In the entries below, find each line with the word "self" and return it.

> [Supplied entries]
· · · · ·
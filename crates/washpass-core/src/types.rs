//! # Domain Types
//!
//! Core domain types used throughout WashPass.
//!
//! ## Type Hierarchy
//! ```text
//! ┌─────────────────────────────────────────────────────────────────────────┐
//! │                         Domain Types                                    │
//! │                                                                         │
//! │  ┌──────────────────┐   ┌──────────────────┐   ┌──────────────────┐    │
//! │  │PackageDefinition │   │   Entitlement    │   │  PaymentRecord   │    │
//! │  │ ──────────────── │   │ ──────────────── │   │ ──────────────── │    │
//! │  │ id               │◄──│ source_package_id│   │ package_id       │    │
//! │  │ wash_units       │   │ barcode_token    │◄──│ entitlement_id   │    │
//! │  │ validity_days    │   │ quota_remaining  │   │ external_txn_id  │    │
//! │  │ required class   │   │ expires_at       │   │ status           │    │
//! │  └──────────────────┘   └──────────────────┘   └──────────────────┘    │
//! │                                  ▲                                      │
//! │  ┌──────────────────┐   ┌────────┴─────────┐   ┌──────────────────┐    │
//! │  │     Account      │   │    WashEvent     │   │     Referral     │    │
//! │  │ ──────────────── │   │ ──────────────── │   │ ──────────────── │    │
//! │  │ referral_code    │   │ station_id       │   │ inviter_user_id  │    │
//! │  │ referred_by      │   │ operator_id      │   │ invitee_user_id  │    │
//! │  │ purchase_count   │   │ quota_after      │   │ pending/rewarded │    │
//! │  └──────────────────┘   └──────────────────┘   └──────────────────┘    │
//! └─────────────────────────────────────────────────────────────────────────┘
//! ```
//!
//! Identifiers are UUID v4 strings. The barcode token is the only secondary
//! key that leaves the system, so it is the only one with a uniqueness rule
//! outside the primary keys.

use std::fmt;

use chrono::{DateTime, Utc};
use serde::{Deserialize, Serialize};
use ts_rs::TS;

use crate::money::Money;

// =============================================================================
// Car Class
// =============================================================================

/// Size class of a car. Packages may be restricted to one class.
#[derive(Debug, Clone, Copy, PartialEq, Eq, Hash, Serialize, Deserialize, TS)]
#[cfg_attr(feature = "sqlx", derive(sqlx::Type))]
#[cfg_attr(feature = "sqlx", sqlx(rename_all = "lowercase"))]
#[ts(export)]
#[serde(rename_all = "lowercase")]
pub enum CarClass {
    Small,
    Medium,
    Large,
}

impl CarClass {
    pub fn as_str(&self) -> &'static str {
        match self {
            CarClass::Small => "small",
            CarClass::Medium => "medium",
            CarClass::Large => "large",
        }
    }
}

impl fmt::Display for CarClass {
    fn fmt(&self, f: &mut fmt::Formatter<'_>) -> fmt::Result {
        f.write_str(self.as_str())
    }
}

// =============================================================================
// Package Definition
// =============================================================================

/// Immutable catalog entry describing what a purchase grants.
#[derive(Debug, Clone, Serialize, Deserialize, TS)]
#[cfg_attr(feature = "sqlx", derive(sqlx::FromRow))]
#[ts(export)]
pub struct PackageDefinition {
    pub id: String,

    /// Display name ("Gold - 10 washes").
    pub name: String,

    /// Wash units granted per purchase. Always > 0.
    pub wash_units: i64,

    /// Days from purchase until the entitlement expires. Always > 0.
    pub validity_days: i64,

    /// When set, only cars of this class may be bound to the package.
    pub required_car_class: Option<CarClass>,

    /// Catalog price in the smallest currency unit.
    pub price_cents: i64,
}

impl PackageDefinition {
    pub fn price(&self) -> Money {
        Money::from_cents(self.price_cents)
    }
}

// =============================================================================
// Car
// =============================================================================

/// Registry view of a car, as the engine needs it.
#[derive(Debug, Clone, Serialize, Deserialize, TS)]
#[cfg_attr(feature = "sqlx", derive(sqlx::FromRow))]
#[ts(export)]
pub struct Car {
    pub id: String,
    pub owner_user_id: String,
    pub car_class: CarClass,
}

// =============================================================================
// Entitlement
// =============================================================================

/// Lifecycle status of an entitlement.
///
/// ```text
///            redeem (quota → 0)
///   Active ───────────────────────► Exhausted
///     │
///     │ lazy expiry (now ≥ expires_at)
///     ▼
///   Expired
/// ```
#[derive(Debug, Clone, Copy, PartialEq, Eq, Hash, Serialize, Deserialize, TS)]
#[cfg_attr(feature = "sqlx", derive(sqlx::Type))]
#[cfg_attr(feature = "sqlx", sqlx(rename_all = "lowercase"))]
#[ts(export)]
#[serde(rename_all = "lowercase")]
pub enum EntitlementStatus {
    Active,
    Expired,
    Exhausted,
}

impl EntitlementStatus {
    pub fn as_str(&self) -> &'static str {
        match self {
            EntitlementStatus::Active => "active",
            EntitlementStatus::Expired => "expired",
            EntitlementStatus::Exhausted => "exhausted",
        }
    }
}

/// A purchased, redeemable wash quota (the "user package").
#[derive(Debug, Clone, Serialize, Deserialize, TS)]
#[cfg_attr(feature = "sqlx", derive(sqlx::FromRow))]
#[ts(export)]
pub struct Entitlement {
    pub id: String,
    pub owner_user_id: String,
    pub source_package_id: String,

    /// Car the entitlement is bound to. `None` only for referral rewards.
    pub car_ref: Option<String>,

    /// Redemption credential. Unique and never changes.
    pub barcode_token: String,

    /// Scannable image as a data URL. `None` when rendering failed.
    pub barcode_image: Option<String>,

    pub quota_remaining: i64,
    #[ts(as = "String")]
    pub expires_at: DateTime<Utc>,
    pub status: EntitlementStatus,

    /// Incremented on every mutation.
    pub version: i64,
    #[ts(as = "String")]
    pub created_at: DateTime<Utc>,
    #[ts(as = "String")]
    pub updated_at: DateTime<Utc>,
}

/// Per-owner roll-up of entitlements.
#[derive(Debug, Clone, Default, PartialEq, Eq, Serialize, Deserialize, TS)]
#[cfg_attr(feature = "sqlx", derive(sqlx::FromRow))]
#[ts(export)]
pub struct EntitlementStats {
    pub total: i64,
    pub active: i64,
    pub expired: i64,
    pub exhausted: i64,
    /// Units left across active entitlements only.
    pub washes_remaining: i64,
}

// =============================================================================
// Payment
// =============================================================================

#[derive(Debug, Clone, Copy, PartialEq, Eq, Serialize, Deserialize, TS)]
#[cfg_attr(feature = "sqlx", derive(sqlx::Type))]
#[cfg_attr(feature = "sqlx", sqlx(rename_all = "lowercase"))]
#[ts(export)]
#[serde(rename_all = "lowercase")]
pub enum PaymentStatus {
    Pending,
    Completed,
    Failed,
}

#[derive(Debug, Clone, Copy, PartialEq, Eq, Serialize, Deserialize, TS)]
#[cfg_attr(feature = "sqlx", derive(sqlx::Type))]
#[cfg_attr(feature = "sqlx", sqlx(rename_all = "lowercase"))]
#[ts(export)]
#[serde(rename_all = "lowercase")]
pub enum PaymentMethod {
    /// Card on a station terminal.
    Card,
    /// Cash at the counter.
    Cash,
    /// Hosted checkout at the payment gateway.
    Gateway,
}

/// One purchase attempt.
///
/// `status` moves pending → completed or pending → failed exactly once.
/// `external_transaction_id` is the idempotency key for gateway confirmations.
#[derive(Debug, Clone, Serialize, Deserialize, TS)]
#[cfg_attr(feature = "sqlx", derive(sqlx::FromRow))]
#[ts(export)]
pub struct PaymentRecord {
    pub id: String,
    pub payer_user_id: String,
    pub package_id: String,
    pub car_ref: Option<String>,
    pub amount_cents: i64,
    pub method: PaymentMethod,
    pub status: PaymentStatus,
    pub external_transaction_id: Option<String>,

    /// Set when the payment completes.
    pub entitlement_id: Option<String>,
    pub failure_reason: Option<String>,
    #[ts(as = "String")]
    pub created_at: DateTime<Utc>,
    #[ts(as = "String")]
    pub updated_at: DateTime<Utc>,
}

impl PaymentRecord {
    pub fn amount(&self) -> Money {
        Money::from_cents(self.amount_cents)
    }
}

// =============================================================================
// Account & Referral
// =============================================================================

/// The engine's slice of a user account.
#[derive(Debug, Clone, Serialize, Deserialize, TS)]
#[cfg_attr(feature = "sqlx", derive(sqlx::FromRow))]
#[ts(export)]
pub struct Account {
    pub id: String,
    pub referral_code: Option<String>,

    /// Inviter's account id, set at most once.
    pub referred_by: Option<String>,

    /// Completed purchases. Maintained in the entitlement-creation transaction.
    pub purchase_count: i64,
    #[ts(as = "String")]
    pub created_at: DateTime<Utc>,
}

#[derive(Debug, Clone, Copy, PartialEq, Eq, Serialize, Deserialize, TS)]
#[cfg_attr(feature = "sqlx", derive(sqlx::Type))]
#[cfg_attr(feature = "sqlx", sqlx(rename_all = "lowercase"))]
#[ts(export)]
#[serde(rename_all = "lowercase")]
pub enum ReferralStatus {
    Pending,
    Rewarded,
}

/// Link between an inviter and an invitee. Rewarded at most once.
#[derive(Debug, Clone, Serialize, Deserialize, TS)]
#[cfg_attr(feature = "sqlx", derive(sqlx::FromRow))]
#[ts(export)]
pub struct Referral {
    pub id: String,
    pub inviter_user_id: String,
    pub invitee_user_id: String,
    pub status: ReferralStatus,
    #[ts(as = "String")]
    pub created_at: DateTime<Utc>,
    #[ts(as = "Option<String>")]
    pub rewarded_at: Option<DateTime<Utc>>,
}

/// Referrals seen from one account.
#[derive(Debug, Clone, Serialize, Deserialize, TS)]
#[ts(export)]
pub struct ReferralSummary {
    pub referral_code: Option<String>,
    /// Referrals where this account is the inviter.
    pub sent: Vec<Referral>,
    /// The referral that brought this account in, if any.
    pub received: Option<Referral>,
}

// =============================================================================
// Redemption
// =============================================================================

/// Who is scanning: the physical station and the operator at it.
#[derive(Debug, Clone, Serialize, Deserialize, TS)]
#[ts(export)]
pub struct StationContext {
    pub station_id: String,
    pub operator_id: String,
}

/// Record of one consumed wash unit.
#[derive(Debug, Clone, Serialize, Deserialize, TS)]
#[cfg_attr(feature = "sqlx", derive(sqlx::FromRow))]
#[ts(export)]
pub struct WashEvent {
    pub id: String,
    pub entitlement_id: String,
    pub owner_user_id: String,
    pub package_id: String,
    pub station_id: String,
    pub operator_id: String,

    /// Units left on the entitlement right after this wash.
    pub quota_after: i64,
    #[ts(as = "String")]
    pub redeemed_at: DateTime<Utc>,
}

/// What the station sees after a successful scan.
#[derive(Debug, Clone, Serialize, Deserialize, TS)]
#[ts(export)]
pub struct RedemptionResult {
    pub wash_event_id: String,
    pub entitlement_id: String,
    pub owner_user_id: String,
    pub quota_remaining: i64,
    #[ts(as = "String")]
    pub expires_at: DateTime<Utc>,
    pub status: EntitlementStatus,
}

// =============================================================================
// Notifications
// =============================================================================

#[derive(Debug, Clone, Copy, PartialEq, Eq, Serialize, Deserialize, TS)]
#[cfg_attr(feature = "sqlx", derive(sqlx::Type))]
#[cfg_attr(feature = "sqlx", sqlx(rename_all = "lowercase"))]
#[ts(export)]
#[serde(rename_all = "lowercase")]
pub enum NotificationKind {
    Feedback,
    Reminder,
    Referral,
    Purchase,
    General,
}

/// A message handed to the notification sink.
#[derive(Debug, Clone, Serialize, Deserialize, TS)]
#[ts(export)]
pub struct NotificationDraft {
    pub user_id: String,
    pub kind: NotificationKind,
    pub message: String,
    pub related_entity_id: Option<String>,
}

/// A notification as recorded by the built-in sink.
#[derive(Debug, Clone, Serialize, Deserialize, TS)]
#[cfg_attr(feature = "sqlx", derive(sqlx::FromRow))]
#[ts(export)]
pub struct Notification {
    pub id: String,
    pub user_id: String,
    pub kind: NotificationKind,
    pub message: String,
    pub related_entity_id: Option<String>,
    #[ts(as = "String")]
    pub created_at: DateTime<Utc>,
}

// =============================================================================
// Scheduled Tasks
// =============================================================================

#[derive(Debug, Clone, Copy, PartialEq, Eq, Serialize, Deserialize, TS)]
#[cfg_attr(feature = "sqlx", derive(sqlx::Type))]
#[cfg_attr(feature = "sqlx", sqlx(rename_all = "snake_case"))]
#[ts(export)]
#[serde(rename_all = "snake_case")]
pub enum TaskKind {
    /// Ask the owner of a wash event for feedback.
    FeedbackReminder,
    /// Re-run a referral reward whose synchronous attempt failed.
    ReferralRewardRetry,
}

#[derive(Debug, Clone, Copy, PartialEq, Eq, Serialize, Deserialize, TS)]
#[cfg_attr(feature = "sqlx", derive(sqlx::Type))]
#[cfg_attr(feature = "sqlx", sqlx(rename_all = "lowercase"))]
#[ts(export)]
#[serde(rename_all = "lowercase")]
pub enum TaskStatus {
    Pending,
    Running,
    Done,
    Failed,
}

/// A durable timer row processed by the task worker.
#[derive(Debug, Clone, Serialize, Deserialize, TS)]
#[cfg_attr(feature = "sqlx", derive(sqlx::FromRow))]
#[ts(export)]
pub struct ScheduledTask {
    pub id: String,
    pub kind: TaskKind,
    /// JSON document, shape depends on `kind`.
    pub payload: String,
    #[ts(as = "String")]
    pub due_at: DateTime<Utc>,
    pub status: TaskStatus,
    pub attempts: i64,
    pub last_error: Option<String>,
    #[ts(as = "String")]
    pub created_at: DateTime<Utc>,
    #[ts(as = "String")]
    pub updated_at: DateTime<Utc>,
}

/// Payload of a [`TaskKind::FeedbackReminder`] task.
#[derive(Debug, Clone, PartialEq, Eq, Serialize, Deserialize)]
pub struct FeedbackReminderPayload {
    pub user_id: String,
    pub wash_event_id: String,
}

/// Payload of a [`TaskKind::ReferralRewardRetry`] task.
#[derive(Debug, Clone, PartialEq, Eq, Serialize, Deserialize)]
pub struct ReferralRewardPayload {
    pub invitee_user_id: String,
    pub entitlement_id: String,
}
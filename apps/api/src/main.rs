//! # WashPass API Server
//!
//! Boots the engine, the background task worker and the HTTP listener.
//!
//! ## Startup
//! ```text
//! ┌─────────────────────────────────────────────────────────────────────────┐
//! │  1. Tracing (RUST_LOG, default info)                                    │
//! │  2. WashpassConfig::load (defaults → TOML → WASHPASS_* env)             │
//! │  3. Database::new (pool + migrations)                                   │
//! │  4. WashPass::with_defaults (HTTP gateway, QR renderer, DB sink)        │
//! │  5. TaskWorker spawned                                                  │
//! │  6. axum::serve until SIGINT / SIGTERM                                  │
//! │  7. Worker stopped, pool closed                                         │
//! └─────────────────────────────────────────────────────────────────────────┘
//! ```

use std::path::PathBuf;
use std::time::Duration;

use anyhow::Context;
use tracing::{info, warn};
use tracing_subscriber::EnvFilter;
use washpass_db::{Database, DbConfig};
use washpass_engine::{WashPass, WashpassConfig};

#[tokio::main]
async fn main() -> anyhow::Result<()> {
    init_tracing();

    info!("Starting WashPass API...");

    let config_path = std::env::var_os("WASHPASS_CONFIG").map(PathBuf::from);
    let config = WashpassConfig::load(config_path).context("loading configuration")?;
    info!(
        bind_addr = %config.server.bind_addr,
        database = %config.database.path,
        gateway_configured = config.gateway.is_configured(),
        "Configuration loaded"
    );

    // An in-memory database lives on a single connection
    let db_config = if config.database.path == ":memory:" {
        DbConfig::in_memory()
    } else {
        DbConfig::new(&config.database.path)
            .max_connections(config.database.max_connections)
            .busy_timeout(Duration::from_millis(config.database.busy_timeout_ms))
    };
    let db = Database::new(db_config)
        .await
        .context("opening database")?;
    info!("Database ready");

    let service = WashPass::with_defaults(db.clone(), config.clone())
        .context("wiring engine collaborators")?;

    let (worker, worker_handle) = service.worker();
    let worker_task = tokio::spawn(worker.run());

    let listener = tokio::net::TcpListener::bind(&config.server.bind_addr)
        .await
        .with_context(|| format!("binding {}", config.server.bind_addr))?;
    info!(addr = %config.server.bind_addr, "HTTP server listening");

    axum::serve(listener, washpass_api::router(service))
        .with_graceful_shutdown(shutdown_signal())
        .await
        .context("serving HTTP")?;

    if let Err(e) = worker_handle.shutdown().await {
        warn!("Task worker already stopped: {}", e);
    }
    if let Err(e) = worker_task.await {
        warn!("Task worker ended abnormally: {}", e);
    }
    db.close().await;

    info!("Server shutdown complete");
    Ok(())
}

fn init_tracing() {
    let filter = EnvFilter::try_from_default_env()
        .unwrap_or_else(|_| EnvFilter::new("info,washpass_engine=debug,sqlx=warn"));

    tracing_subscriber::fmt()
        .with_env_filter(filter)
        .with_target(true)
        .init();
}

/// Graceful shutdown signal handler.
async fn shutdown_signal() {
    let ctrl_c = async {
        if let Err(e) = tokio::signal::ctrl_c().await {
            warn!("Failed to listen for Ctrl+C: {}", e);
            std::future::pending::<()>().await;
        }
    };

    #[cfg(unix)]
    let terminate = async {
        match tokio::signal::unix::signal(tokio::signal::unix::SignalKind::terminate()) {
            Ok(mut signal) => {
                signal.recv().await;
            }
            Err(e) => {
                warn!("Failed to install SIGTERM handler: {}", e);
                std::future::pending::<()>().await;
            }
        }
    };

    #[cfg(not(unix))]
    let terminate = std::future::pending::<()>();

    tokio::select! {
        _ = ctrl_c => {},
        _ = terminate => {},
    }

    info!("Shutdown signal received, starting graceful shutdown...");
}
· · · · ·
> [Result for this task]
    pub fn as_str(&self) -> &'static str {
        match self {
    fn fmt(&self, f: &mut fmt::Formatter<'_>) -> fmt::Result {
        f.write_str(self.as_str())
    pub fn price(&self) -> Money {
        Money::from_cents(self.price_cents)
    pub fn as_str(&self) -> &'static str {
        match self {
    pub fn amount(&self) -> Money {
        Money::from_cents(self.amount_cents)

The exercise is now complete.